> [Requirement]: Please work out how many lines in the entries below include the string "super", and reply with the number alone.

> [Provided records]:

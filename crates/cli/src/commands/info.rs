//! `info` command implementation.

use anyhow::{Context, Result};
use contracts::BroadcasterBlueprint;
use serde::Serialize;
use tracing::info;

use super::{endpoint_urls, load_blueprint};
use crate::cli::InfoArgs;

/// Configuration info for JSON output
#[derive(Serialize)]
struct ConfigInfo {
    version: String,
    publisher: PublisherInfo,
    camera: CameraInfo,
    #[serde(skip_serializing_if = "Option::is_none")]
    drop_nth_frame: Option<u64>,
}

#[derive(Serialize)]
struct PublisherInfo {
    topic: String,
    endpoints: Vec<String>,
    queue_capacity: usize,
}

#[derive(Serialize)]
struct CameraInfo {
    resolution: String,
    framerate: f64,
    rotation: u16,
    annotate_metadata: bool,
    #[serde(skip_serializing_if = "Vec::is_empty")]
    vflip_hosts: Vec<String>,
    #[serde(skip_serializing_if = "Vec::is_empty")]
    hflip_hosts: Vec<String>,
}

/// Execute the `info` command
pub fn run_info(args: &InfoArgs) -> Result<()> {
    info!(config = %args.config.display(), "Loading configuration info");

    let blueprint = load_blueprint(&args.config)
        .with_context(|| format!("Failed to load config from {}", args.config.display()))?;

    if args.json {
        let info = build_config_info(&blueprint);
        let json =
            serde_json::to_string_pretty(&info).context("Failed to serialize config info")?;
        println!("{}", json);
    } else {
        print_config_info(&blueprint);
    }

    Ok(())
}

fn build_config_info(blueprint: &BroadcasterBlueprint) -> ConfigInfo {
    let camera = &blueprint.camera;
    ConfigInfo {
        version: format!("{:?}", blueprint.version),
        publisher: PublisherInfo {
            topic: blueprint.publisher.topic.clone(),
            endpoints: endpoint_urls(blueprint),
            queue_capacity: blueprint.publisher.queue_capacity,
        },
        camera: CameraInfo {
            resolution: format!("{}x{}", camera.frame_width, camera.frame_height),
            framerate: camera.framerate,
            rotation: camera.rotation,
            annotate_metadata: camera.annotate_metadata,
            vflip_hosts: camera.vflip.clone(),
            hflip_hosts: camera.hflip.clone(),
        },
        drop_nth_frame: (blueprint.debug.drop_nth_frame > 0).then_some(blueprint.debug.drop_nth_frame),
    }
}

fn print_config_info(blueprint: &BroadcasterBlueprint) {
    println!("╔══════════════════════════════════════════════════════════════╗");
    println!("║              Frame Broadcaster Configuration                 ║");
    println!("╚══════════════════════════════════════════════════════════════╝\n");

    let publisher = &blueprint.publisher;
    let endpoints = endpoint_urls(blueprint);
    println!("📤 Publisher");
    println!("   ├─ Version: {:?}", blueprint.version);
    println!("   ├─ Topic: {}", publisher.topic);
    println!("   ├─ Queue capacity: {}", publisher.queue_capacity);
    println!("   └─ Endpoints ({})", endpoints.len());
    for (i, url) in endpoints.iter().enumerate() {
        let prefix = if i + 1 == endpoints.len() { "└─" } else { "├─" };
        println!("      {} {}", prefix, url);
    }

    let camera = &blueprint.camera;
    println!("\n📷 Camera");
    println!(
        "   ├─ Resolution: {}x{} @ {} fps",
        camera.frame_width, camera.frame_height, camera.framerate
    );
    println!("   ├─ Rotation: {}", camera.rotation);
    if !camera.vflip.is_empty() {
        println!("   ├─ Vertical flip on: {}", camera.vflip.join(", "));
    }
    if !camera.hflip.is_empty() {
        println!("   ├─ Horizontal flip on: {}", camera.hflip.join(", "));
    }
    println!("   └─ Annotate metadata: {}", camera.annotate_metadata);

    println!("\n⚙️  Debug");
    match blueprint.debug.drop_nth_frame {
        0 => println!("   └─ Frame drop: disabled"),
        n => println!("   └─ Frame drop: index % {} == 0", n),
    }

    println!();
}

#[cfg(test)]
mod tests {
    use super::*;
    use config_loader::{ConfigFormat, ConfigLoader};

    #[test]
    fn test_info_json_shape() {
        let bp = ConfigLoader::load_from_str(
            r#"{ "publisher": { "zmq_topic_video": "cam1", "zmq_output_port": 5555,
                 "camera_stream_duplication": 2 },
                 "camera": { "vflip": ["pi-eye-01"] } }"#,
            ConfigFormat::Json,
        )
        .unwrap();

        let json = serde_json::to_value(build_config_info(&bp)).unwrap();

        assert_eq!(json["publisher"]["topic"], "cam1");
        assert_eq!(json["publisher"]["endpoints"][1], "tcp://0.0.0.0:5556");
        assert_eq!(json["camera"]["vflip_hosts"][0], "pi-eye-01");
        assert!(json.get("drop_nth_frame").is_none());
        assert!(json["camera"].get("hflip_hosts").is_none());
    }
}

> [Output]: 2